## Problem to work on:
Gather each line of the records where "GuildHandler" appears.

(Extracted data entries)
────

//! Guild lifecycle, bans and emojis

use std::sync::Arc;

use chat_cache::{CacheError, EntityCache};
use chat_core::{Guild, Snowflake, User};
use serde_json::Value;

use super::{decode, HandlerResult};
use crate::events::{
    GuildBanPayload, GuildEmojisPayload, GuildParts, GuildPayload, ShardEvent, UnavailableGuild,
};

pub struct GuildHandler;

impl GuildHandler {
    /// GUILD_CREATE
    ///
    /// Channels, roles, emojis, voice states and presences are replaced
    /// wholesale. Members are upserted since large guilds stream them in chunks.
    pub fn create(cache: &EntityCache, data: Value) -> HandlerResult<Vec<ShardEvent>> {
        let payload: GuildPayload = decode(data)?;
        let guild_id = payload.id;
        let previous = cache.guild(guild_id);

        if payload.unavailable {
            // still in an outage, nothing authoritative to apply
            if previous.is_none() {
                cache.insert_guild(Guild::unavailable(guild_id));
            }
            tracing::debug!(guild_id = %guild_id, "Guild still unavailable");
            return Ok(Vec::new());
        }

        let GuildParts {
            guild,
            contents,
            users,
            members,
            presence_users,
        } = payload.into_parts(previous.as_deref());

        let upsert = cache.insert_guild(guild);
        cache.replace_guild_contents(guild_id, contents)?;

        for user in users {
            cache.upsert_user(user);
        }
        for partial in presence_users {
            cache.get_or_create_user(partial.id, || User::unknown(partial.id));
            if partial.has_changes() {
                cache.update_user(partial.id, |u| partial.apply(u))?;
            }
        }
        for member in members {
            cache.upsert_member(member)?;
        }

        let event = match previous {
            None => ShardEvent::GuildCreated(upsert.current),
            Some(previous) if !previous.is_available() => {
                tracing::debug!(guild_id = %guild_id, "Guild became available");
                ShardEvent::GuildAvailable(upsert.current)
            }
            Some(previous) => ShardEvent::GuildUpdated {
                guild: upsert.current,
                previous: Some(previous),
            },
        };
        Ok(vec![event])
    }

    /// GUILD_UPDATE replaces the guild row; nested tables are untouched
    pub fn update(cache: &EntityCache, data: Value) -> HandlerResult<Vec<ShardEvent>> {
        let payload: GuildPayload = decode(data)?;
        let previous = cache
            .guild(payload.id)
            .ok_or(CacheError::MissingGuild(payload.id))?;

        let guild = cache.update_guild(payload.id, |g| {
            let mut next = payload.to_guild(Some(&*g));
            next.unavailable = g.unavailable;
            *g = next;
        })?;

        Ok(vec![ShardEvent::GuildUpdated {
            guild,
            previous: Some(previous),
        }])
    }

    /// GUILD_DELETE: an outage keeps the guild, anything else removes it
    pub fn delete(cache: &EntityCache, data: Value) -> HandlerResult<Vec<ShardEvent>> {
        let payload: UnavailableGuild = decode(data)?;

        if payload.unavailable {
            let guild = cache.update_guild(payload.id, |g| g.unavailable = true)?;
            tracing::info!(guild_id = %payload.id, "Guild became unavailable");
            return Ok(vec![ShardEvent::GuildUnavailable(guild)]);
        }

        let removed = cache
            .remove_guild(payload.id)
            .ok_or(CacheError::MissingGuild(payload.id))?;
        tracing::info!(
            guild_id = %payload.id,
            channels = removed.channels.len(),
            "Guild removed"
        );
        Ok(vec![ShardEvent::GuildRemoved {
            guild: removed.guild,
            channels: removed.channels,
        }])
    }

    pub fn ban_add(cache: &EntityCache, data: Value) -> HandlerResult<Vec<ShardEvent>> {
        let (guild_id, user) = Self::ban(cache, data)?;
        Ok(vec![ShardEvent::BanAdded { guild_id, user }])
    }

    pub fn ban_remove(cache: &EntityCache, data: Value) -> HandlerResult<Vec<ShardEvent>> {
        let (guild_id, user) = Self::ban(cache, data)?;
        Ok(vec![ShardEvent::BanRemoved { guild_id, user }])
    }

    fn ban(cache: &EntityCache, data: Value) -> HandlerResult<(Snowflake, Arc<User>)> {
        let payload: GuildBanPayload = decode(data)?;
        if cache.guild(payload.guild_id).is_none() {
            return Err(CacheError::MissingGuild(payload.guild_id).into());
        }
        let user = cache.upsert_user(payload.user.into_user()).current;
        Ok((payload.guild_id, user))
    }

    /// GUILD_EMOJIS_UPDATE always carries the complete list
    pub fn emojis_update(cache: &EntityCache, data: Value) -> HandlerResult<Vec<ShardEvent>> {
        let payload: GuildEmojisPayload = decode(data)?;
        let guild_id = payload.guild_id;
        let emojis = cache.replace_emojis(
            guild_id,
            payload
                .emojis
                .into_iter()
                .map(|e| e.into_emoji(guild_id))
                .collect(),
        )?;
        Ok(vec![ShardEvent::EmojisUpdated { guild_id, emojis }])
    }
}
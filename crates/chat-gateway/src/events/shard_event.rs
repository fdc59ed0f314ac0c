//! Events published to consumers of a shard
//!
//! Entity snapshots are `Arc`s taken from the cache at publish time; later
//! cache updates swap in new snapshots and never mutate these.

use std::sync::Arc;

use chat_core::{
    Channel, Emoji, Guild, GuildMember, Message, Presence, ReactionEmoji, Role, Snowflake, User,
    VoiceState,
};
use chrono::{DateTime, Utc};

use super::payloads::MessageUpdatePayload;
use crate::error::ConnectionFailure;

#[derive(Debug, Clone)]
pub enum ShardEvent {
    // Connection
    /// A fresh session was established
    Ready {
        session_id: String,
        user: Arc<User>,
        guilds: usize,
    },
    Resumed,
    /// The session came back after an automatic reconnect
    Reconnected,
    /// The session stopped for good
    Failed(ConnectionFailure),

    // Guilds
    /// A guild not seen before in this session
    GuildCreated(Arc<Guild>),
    /// A guild known to be unavailable came back
    GuildAvailable(Arc<Guild>),
    GuildUpdated {
        guild: Arc<Guild>,
        previous: Option<Arc<Guild>>,
    },
    /// Outage; cached sub-entities are retained
    GuildUnavailable(Arc<Guild>),
    /// The user left or was removed; everything nested is gone
    GuildRemoved {
        guild: Arc<Guild>,
        channels: Vec<Arc<Channel>>,
    },
    BanAdded {
        guild_id: Snowflake,
        user: Arc<User>,
    },
    BanRemoved {
        guild_id: Snowflake,
        user: Arc<User>,
    },
    EmojisUpdated {
        guild_id: Snowflake,
        emojis: Vec<Arc<Emoji>>,
    },

    // Members
    MemberAdded(Arc<GuildMember>),
    MemberUpdated {
        member: Arc<GuildMember>,
        previous: Option<Arc<GuildMember>>,
    },
    MemberRemoved {
        guild_id: Snowflake,
        user: Arc<User>,
        member: Option<Arc<GuildMember>>,
    },
    MembersChunk {
        guild_id: Snowflake,
        members: Vec<Arc<GuildMember>>,
        not_found: Vec<Snowflake>,
    },

    // Roles
    RoleCreated(Arc<Role>),
    RoleUpdated {
        role: Arc<Role>,
        previous: Option<Arc<Role>>,
    },
    RoleDeleted {
        guild_id: Snowflake,
        role_id: Snowflake,
        role: Option<Arc<Role>>,
    },

    // Channels
    ChannelCreated(Arc<Channel>),
    ChannelUpdated {
        channel: Arc<Channel>,
        previous: Option<Arc<Channel>>,
    },
    ChannelDeleted(Arc<Channel>),
    ChannelPinsUpdated {
        channel_id: Snowflake,
        guild_id: Option<Snowflake>,
        last_pin_timestamp: Option<DateTime<Utc>>,
    },

    // Messages
    MessageCreated(Arc<Message>),
    /// `message` is `None` when the message was not cached; `update` holds
    /// the raw partial fields either way
    MessageUpdated {
        channel_id: Snowflake,
        message_id: Snowflake,
        message: Option<Arc<Message>>,
        update: Arc<MessageUpdatePayload>,
    },
    MessageDeleted {
        channel_id: Snowflake,
        message_id: Snowflake,
        message: Option<Arc<Message>>,
    },
    ReactionAdded {
        channel_id: Snowflake,
        message_id: Snowflake,
        user_id: Snowflake,
        emoji: ReactionEmoji,
        message: Option<Arc<Message>>,
    },
    ReactionRemoved {
        channel_id: Snowflake,
        message_id: Snowflake,
        user_id: Snowflake,
        emoji: ReactionEmoji,
        message: Option<Arc<Message>>,
    },
    ReactionsCleared {
        channel_id: Snowflake,
        message_id: Snowflake,
        message: Option<Arc<Message>>,
    },

    // Presence and users
    PresenceUpdated(Arc<Presence>),
    TypingStarted {
        channel_id: Snowflake,
        guild_id: Option<Snowflake>,
        user_id: Snowflake,
        timestamp: u64,
    },
    UserUpdated {
        user: Arc<User>,
        previous: Option<Arc<User>>,
    },

    // Voice
    VoiceStateUpdated {
        state: Arc<VoiceState>,
        previous: Option<Arc<VoiceState>>,
    },
    VoiceServerUpdated {
        guild_id: Snowflake,
        token: String,
        endpoint: Option<String>,
    },
}

impl ShardEvent {
    /// Short name, for logging
    pub const fn name(&self) -> &'static str {
        match self {
            Self::Ready { .. } => "ready",
            Self::Resumed => "resumed",
            Self::Reconnected => "reconnected",
            Self::Failed(_) => "failed",
            Self::GuildCreated(_) => "guild_created",
            Self::GuildAvailable(_) => "guild_available",
            Self::GuildUpdated { .. } => "guild_updated",
            Self::GuildUnavailable(_) => "guild_unavailable",
            Self::GuildRemoved { .. } => "guild_removed",
            Self::BanAdded { .. } => "ban_added",
            Self::BanRemoved { .. } => "ban_removed",
            Self::EmojisUpdated { .. } => "emojis_updated",
            Self::MemberAdded(_) => "member_added",
            Self::MemberUpdated { .. } => "member_updated",
            Self::MemberRemoved { .. } => "member_removed",
            Self::MembersChunk { .. } => "members_chunk",
            Self::RoleCreated(_) => "role_created",
            Self::RoleUpdated { .. } => "role_updated",
            Self::RoleDeleted { .. } => "role_deleted",
            Self::ChannelCreated(_) => "channel_created",
            Self::ChannelUpdated { .. } => "channel_updated",
            Self::ChannelDeleted(_) => "channel_deleted",
            Self::ChannelPinsUpdated { .. } => "channel_pins_updated",
            Self::MessageCreated(_) => "message_created",
            Self::MessageUpdated { .. } => "message_updated",
            Self::MessageDeleted { .. } => "message_deleted",
            Self::ReactionAdded { .. } => "reaction_added",
            Self::ReactionRemoved { .. } => "reaction_removed",
            Self::ReactionsCleared { .. } => "reactions_cleared",
            Self::PresenceUpdated(_) => "presence_updated",
            Self::TypingStarted { .. } => "typing_started",
            Self::UserUpdated { .. } => "user_updated",
            Self::VoiceStateUpdated { .. } => "voice_state_updated",
            Self::VoiceServerUpdated { .. } => "voice_server_updated",
        }
    }

    /// Guild the event belongs to, if any
    pub fn guild_id(&self) -> Option<Snowflake> {
        match self {
            Self::GuildCreated(guild) | Self::GuildAvailable(guild) | Self::GuildUnavailable(guild) => {
                Some(guild.id)
            }
            Self::GuildUpdated { guild, .. } | Self::GuildRemoved { guild, .. } => Some(guild.id),
            Self::BanAdded { guild_id, .. }
            | Self::BanRemoved { guild_id, .. }
            | Self::EmojisUpdated { guild_id, .. }
            | Self::MemberRemoved { guild_id, .. }
            | Self::MembersChunk { guild_id, .. }
            | Self::RoleDeleted { guild_id, .. }
            | Self::VoiceServerUpdated { guild_id, .. } => Some(*guild_id),
            Self::MemberAdded(member) | Self::MemberUpdated { member, .. } => Some(member.guild_id),
            Self::RoleCreated(role) | Self::RoleUpdated { role, .. } => Some(role.guild_id),
            Self::ChannelCreated(channel)
            | Self::ChannelDeleted(channel)
            | Self::ChannelUpdated { channel, .. } => channel.guild_id,
            Self::ChannelPinsUpdated { guild_id, .. } | Self::TypingStarted { guild_id, .. } => {
                *guild_id
            }
            Self::MessageCreated(message) => message.guild_id,
            Self::PresenceUpdated(presence) => Some(presence.guild_id),
            Self::VoiceStateUpdated { state, .. } => Some(state.guild_id),
            _ => None,
        }
    }
}
//! WebSocket close codes
//!
//! Maps the gateway's close codes onto what the client does next.

use std::time::Duration;

use serde::{Deserialize, Serialize};

use crate::error::FailureReason;

/// Gateway WebSocket close codes
#[derive(Debug, Clone, Copy, PartialEq, Eq, Hash, Serialize, Deserialize)]
#[repr(u16)]
pub enum CloseCode {
    /// Unknown error occurred
    UnknownError = 4000,
    /// Invalid opcode sent
    UnknownOpcode = 4001,
    /// Invalid payload encoding
    DecodeError = 4002,
    /// Sent payload before Identify
    NotAuthenticated = 4003,
    /// Invalid token provided
    AuthenticationFailed = 4004,
    /// Sent Identify twice
    AlreadyAuthenticated = 4005,
    /// Session is no longer valid
    InvalidSession = 4006,
    /// Invalid sequence number for Resume
    InvalidSequence = 4007,
    /// Payloads sent too quickly
    RateLimited = 4008,
    /// Session has timed out
    SessionTimeout = 4009,
    /// Invalid shard configuration
    InvalidShard = 4010,
    /// Too many guilds for a single connection
    ShardingRequired = 4011,
    /// Invalid/outdated API version
    InvalidApiVersion = 4012,
    /// Malformed intents bitmask
    InvalidIntents = 4013,
    /// Intents the application is not allowed to use
    DisallowedIntents = 4014,
}

/// What to do after the connection is lost
#[derive(Debug, Clone, Copy, PartialEq, Eq)]
pub enum ReconnectAction {
    /// Reconnect and send Resume with the cached session
    Resume,
    /// Reconnect and Resume, but wait first
    ResumeAfter(Duration),
    /// Reconnect and Identify as a new session
    Fresh,
    /// Stop for good
    Fatal(FailureReason),
}

impl ReconnectAction {
    /// Whether the next handshake should try to Resume
    #[must_use]
    pub const fn resumes(self) -> bool {
        matches!(self, Self::Resume | Self::ResumeAfter(_))
    }
}

impl CloseCode {
    /// Back-off applied after a rate-limited close
    pub const RATE_LIMIT_DELAY: Duration = Duration::from_secs(5);

    /// Create a `CloseCode` from a raw u16 value
    #[must_use]
    pub fn from_u16(value: u16) -> Option<Self> {
        match value {
            4000 => Some(Self::UnknownError),
            4001 => Some(Self::UnknownOpcode),
            4002 => Some(Self::DecodeError),
            4003 => Some(Self::NotAuthenticated),
            4004 => Some(Self::AuthenticationFailed),
            4005 => Some(Self::AlreadyAuthenticated),
            4006 => Some(Self::InvalidSession),
            4007 => Some(Self::InvalidSequence),
            4008 => Some(Self::RateLimited),
            4009 => Some(Self::SessionTimeout),
            4010 => Some(Self::InvalidShard),
            4011 => Some(Self::ShardingRequired),
            4012 => Some(Self::InvalidApiVersion),
            4013 => Some(Self::InvalidIntents),
            4014 => Some(Self::DisallowedIntents),
            _ => None,
        }
    }

    /// Get the raw u16 value
    #[must_use]
    pub const fn as_u16(self) -> u16 {
        self as u16
    }

    /// Reconnect decision for this close code
    #[must_use]
    pub const fn action(self) -> ReconnectAction {
        match self {
            Self::UnknownOpcode | Self::DecodeError | Self::AlreadyAuthenticated => {
                ReconnectAction::Resume
            }
            Self::RateLimited => ReconnectAction::ResumeAfter(Self::RATE_LIMIT_DELAY),
            Self::UnknownError
            | Self::NotAuthenticated
            | Self::InvalidSession
            | Self::InvalidSequence
            | Self::SessionTimeout => ReconnectAction::Fresh,
            Self::AuthenticationFailed => ReconnectAction::Fatal(FailureReason::AuthenticationFailed),
            Self::InvalidShard => ReconnectAction::Fatal(FailureReason::InvalidShard),
            Self::ShardingRequired => ReconnectAction::Fatal(FailureReason::ShardingRequired),
            Self::InvalidApiVersion => ReconnectAction::Fatal(FailureReason::InvalidApiVersion),
            Self::InvalidIntents => ReconnectAction::Fatal(FailureReason::InvalidIntents),
            Self::DisallowedIntents => ReconnectAction::Fatal(FailureReason::DisallowedIntents),
        }
    }

    /// Reconnect decision for a raw close code; unknown codes resume
    #[must_use]
    pub fn action_for(code: u16) -> ReconnectAction {
        Self::from_u16(code).map_or(ReconnectAction::Resume, Self::action)
    }

    /// Get the description for this close code
    #[must_use]
    pub const fn description(self) -> &'static str {
        match self {
            Self::UnknownError => "Unknown error occurred",
            Self::UnknownOpcode => "Invalid opcode sent",
            Self::DecodeError => "Invalid payload encoding",
            Self::NotAuthenticated => "Not authenticated",
            Self::AuthenticationFailed => "Authentication failed",
            Self::AlreadyAuthenticated => "Already authenticated",
            Self::InvalidSession => "Invalid session",
            Self::InvalidSequence => "Invalid sequence number",
            Self::RateLimited => "Rate limited",
            Self::SessionTimeout => "Session timeout",
            Self::InvalidShard => "Invalid shard configuration",
            Self::ShardingRequired => "Sharding required",
            Self::InvalidApiVersion => "Invalid API version",
            Self::InvalidIntents => "Invalid intents",
            Self::DisallowedIntents => "Disallowed intents",
        }
    }

    /// Get the name of this close code
    #[must_use]
    pub const fn name(self) -> &'static str {
        match self {
            Self::UnknownError => "UnknownError",
            Self::UnknownOpcode => "UnknownOpcode",
            Self::DecodeError => "DecodeError",
            Self::NotAuthenticated => "NotAuthenticated",
            Self::AuthenticationFailed => "AuthenticationFailed",
            Self::AlreadyAuthenticated => "AlreadyAuthenticated",
            Self::InvalidSession => "InvalidSession",
            Self::InvalidSequence => "InvalidSequence",
            Self::RateLimited => "RateLimited",
            Self::SessionTimeout => "SessionTimeout",
            Self::InvalidShard => "InvalidShard",
            Self::ShardingRequired => "ShardingRequired",
            Self::InvalidApiVersion => "InvalidApiVersion",
            Self::InvalidIntents => "InvalidIntents",
            Self::DisallowedIntents => "DisallowedIntents",
        }
    }
}

impl std::fmt::Display for CloseCode {
    fn fmt(&self, f: &mut std::fmt::Formatter<'_>) -> std::fmt::Result {
        write!(f, "{} ({}): {}", self.name(), self.as_u16(), self.description())
    }
}

impl From<CloseCode> for u16 {
    fn from(code: CloseCode) -> Self {
        code.as_u16()
    }
}
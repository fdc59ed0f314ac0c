//! READY and RESUMED

use chat_cache::EntityCache;
use chat_core::Guild;
use serde_json::Value;

use super::{decode, HandlerResult};
use crate::events::{ReadyEvent, ShardEvent};

pub struct ConnectionHandler;

impl ConnectionHandler {
    /// A fresh session: everything cached for the previous one is stale
    pub fn ready(cache: &EntityCache, data: Value) -> HandlerResult<Vec<ShardEvent>> {
        let payload: ReadyEvent = decode(data)?;

        cache.clear();
        let user = cache.set_current_user(payload.user.into_user());

        for stub in &payload.guilds {
            cache.insert_guild(Guild::unavailable(stub.id));
        }

        for channel in payload.private_channels {
            let (channel, recipients) = channel.into_parts(None);
            for recipient in recipients {
                cache.upsert_user(recipient);
            }
            cache.upsert_channel(channel)?;
        }

        tracing::info!(
            session_id = %payload.session_id,
            user_id = %user.id,
            guilds = payload.guilds.len(),
            "Session ready"
        );

        Ok(vec![ShardEvent::Ready {
            session_id: payload.session_id,
            user,
            guilds: payload.guilds.len(),
        }])
    }

    pub fn resumed(_cache: &EntityCache, _data: Value) -> HandlerResult<Vec<ShardEvent>> {
        tracing::info!("Session resumed");
        Ok(vec![ShardEvent::Resumed])
    }
}
//! Connection management
//!
//! Rate limiting, the WebSocket wrapper, heartbeats, the endpoint cache and
//! the session state machine built on top of them.

mod endpoint;
mod heartbeat;
mod rate_limiter;
mod session;
mod socket;

pub use endpoint::{connect_url, GatewayEndpoint, GATEWAY_URL_KEY};
pub use heartbeat::{run_heartbeat, HeartbeatExit, HeartbeatState, Sequence};
pub use rate_limiter::RateLimiter;
pub use session::{
    ConnectionState, GatewaySession, SessionConfig, SessionListener, COMMAND_RETRY_DELAY,
    CONNECT_RETRY_DELAY,
};
pub use socket::{GatewaySocket, SocketHandler, CLOSE_TIMEOUT};
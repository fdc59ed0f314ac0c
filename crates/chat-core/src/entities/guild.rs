//! Guild entity - a remote server as seen by this client

use chrono::{DateTime, Utc};

use crate::value_objects::Snowflake;

/// Guild entity
///
/// Nested members, channels, roles and so on live in the cache next to the
/// guild, not inside it, so a guild snapshot stays cheap to clone.
#[derive(Debug, Clone, PartialEq, Eq)]
pub struct Guild {
    pub id: Snowflake,
    pub name: String,
    pub icon: Option<String>,
    pub owner_id: Snowflake,
    pub region: Option<String>,
    pub afk_channel_id: Option<Snowflake>,
    pub system_channel_id: Option<Snowflake>,
    pub member_count: u64,
    pub large: bool,
    /// Outage flag; sub-entities are retained but must not be relied on
    pub unavailable: bool,
    pub joined_at: Option<DateTime<Utc>>,
}

impl Guild {
    pub fn new(id: Snowflake, name: String, owner_id: Snowflake) -> Self {
        Self {
            id,
            name,
            icon: None,
            owner_id,
            region: None,
            afk_channel_id: None,
            system_channel_id: None,
            member_count: 0,
            large: false,
            unavailable: false,
            joined_at: None,
        }
    }

    /// Guild announced by READY but not yet delivered by GUILD_CREATE
    pub fn unavailable(id: Snowflake) -> Self {
        let mut guild = Self::new(id, String::new(), Snowflake::default());
        guild.unavailable = true;
        guild
    }

    #[inline]
    pub fn is_available(&self) -> bool {
        !self.unavailable
    }

    #[inline]
    pub fn is_owner(&self, user_id: Snowflake) -> bool {
        self.owner_id == user_id
    }

    pub fn icon_url(&self) -> Option<String> {
        self.icon
            .as_ref()
            .map(|hash| format!("/icons/{}/{}.png", self.id, hash))
    }
}
#[tokio::test]
async fn test_request_guild_members() {
    let mut gateway = FakeGateway::start().await.unwrap();
    let shard = shard_for(&gateway);
    let mut peer = handshake(&mut gateway, &shard).await;

    shard
        .request_guild_members(Snowflake::new(10), "ab", 5, &CancellationToken::new())
        .await
        .unwrap();

    let request = peer.expect_op(8).await.unwrap();
    assert_eq!(request["d"]["guild_id"], GUILD_ID);
    assert_eq!(request["d"]["query"], "ab");
    assert_eq!(request["d"]["limit"], 5);
}

#[tokio::test]
async fn test_disconnect_closes_and_stays_down() {
    let mut gateway = FakeGateway::start().await.unwrap();
    let shard = shard_for(&gateway);
    let mut peer = handshake(&mut gateway, &shard).await;

    shard.disconnect().await;

    assert_eq!(peer.expect_closed().await.unwrap(), Some(1000));
    assert_eq!(shard.state(), ConnectionState::Disconnected);
    assert!(shard.session_id().is_none());
    assert!(gateway.stays_quiet(Duration::from_secs(1)).await);

    let result = shard
        .update_status(StatusUpdatePayload::new(Status::Online), &CancellationToken::new())
        .await;
    assert!(matches!(result, Err(GatewayError::Disconnected)));
}
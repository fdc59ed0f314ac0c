//! Guild members
//!
//! Members only reference users; the user is upserted into the global table
//! first so every member resolves to a cached user.

use chat_cache::{CacheError, EntityCache};
use chat_core::{GuildMember, User};
use serde_json::Value;

use super::{decode, HandlerError, HandlerResult};
use crate::events::{
    MemberPayload, MemberRemovePayload, MemberUpdatePayload, MembersChunkPayload, ShardEvent,
};

pub struct MemberHandler;

impl MemberHandler {
    pub fn add(cache: &EntityCache, data: Value) -> HandlerResult<Vec<ShardEvent>> {
        let payload: MemberPayload = decode(data)?;
        let guild_id = payload.guild_id.ok_or(HandlerError::MissingField("guild_id"))?;
        if cache.guild(guild_id).is_none() {
            return Err(CacheError::MissingGuild(guild_id).into());
        }

        let (user, member) = payload.into_parts(guild_id);
        cache.upsert_user(user);
        let upsert = cache.upsert_member(member)?;
        if upsert.is_new() {
            cache.update_guild(guild_id, |g| g.member_count += 1)?;
        }

        Ok(vec![ShardEvent::MemberAdded(upsert.current)])
    }

    /// Partial: only roles, nick and boost state are carried
    pub fn update(cache: &EntityCache, data: Value) -> HandlerResult<Vec<ShardEvent>> {
        let payload: MemberUpdatePayload = decode(data)?;
        let guild_id = payload.guild_id;
        let user_id = payload.user.id;
        if cache.guild(guild_id).is_none() {
            return Err(CacheError::MissingGuild(guild_id).into());
        }

        cache.upsert_user(payload.user.clone().into_user());

        let previous = cache.member(guild_id, user_id);
        let member = if previous.is_some() {
            cache.update_member(guild_id, user_id, |m| payload.apply(m))?
        } else {
            let mut member = GuildMember::new(guild_id, user_id);
            payload.apply(&mut member);
            cache.upsert_member(member)?.current
        };

        Ok(vec![ShardEvent::MemberUpdated { member, previous }])
    }

    pub fn remove(cache: &EntityCache, data: Value) -> HandlerResult<Vec<ShardEvent>> {
        let payload: MemberRemovePayload = decode(data)?;
        let guild_id = payload.guild_id;
        let user_id = payload.user.id;

        let member = cache.remove_member(guild_id, user_id)?;
        if member.is_some() {
            cache.update_guild(guild_id, |g| g.member_count = g.member_count.saturating_sub(1))?;
        }
        let user = cache.get_or_create_user(user_id, || payload.user.into_user());

        Ok(vec![ShardEvent::MemberRemoved {
            guild_id,
            user,
            member,
        }])
    }

    /// Response to a Request Guild Members command
    pub fn chunk(cache: &EntityCache, data: Value) -> HandlerResult<Vec<ShardEvent>> {
        let payload: MembersChunkPayload = decode(data)?;
        let guild_id = payload.guild_id;
        if cache.guild(guild_id).is_none() {
            return Err(CacheError::MissingGuild(guild_id).into());
        }

        let mut members = Vec::with_capacity(payload.members.len());
        for member in payload.members {
            let (user, member) = member.into_parts(guild_id);
            cache.upsert_user(user);
            members.push(cache.upsert_member(member)?.current);
        }

        for presence in payload.presences {
            let user_id = presence.user.id;
            cache.get_or_create_user(user_id, || User::unknown(user_id));
            cache.update_presence(guild_id, user_id, |p| presence.apply(p))?;
        }

        tracing::debug!(
            guild_id = %guild_id,
            members = members.len(),
            not_found = payload.not_found.len(),
            "Member chunk applied"
        );

        Ok(vec![ShardEvent::MembersChunk {
            guild_id,
            members,
            not_found: payload.not_found,
        }])
    }
}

────

## Task response:
pub struct GuildHandler;
impl GuildHandler {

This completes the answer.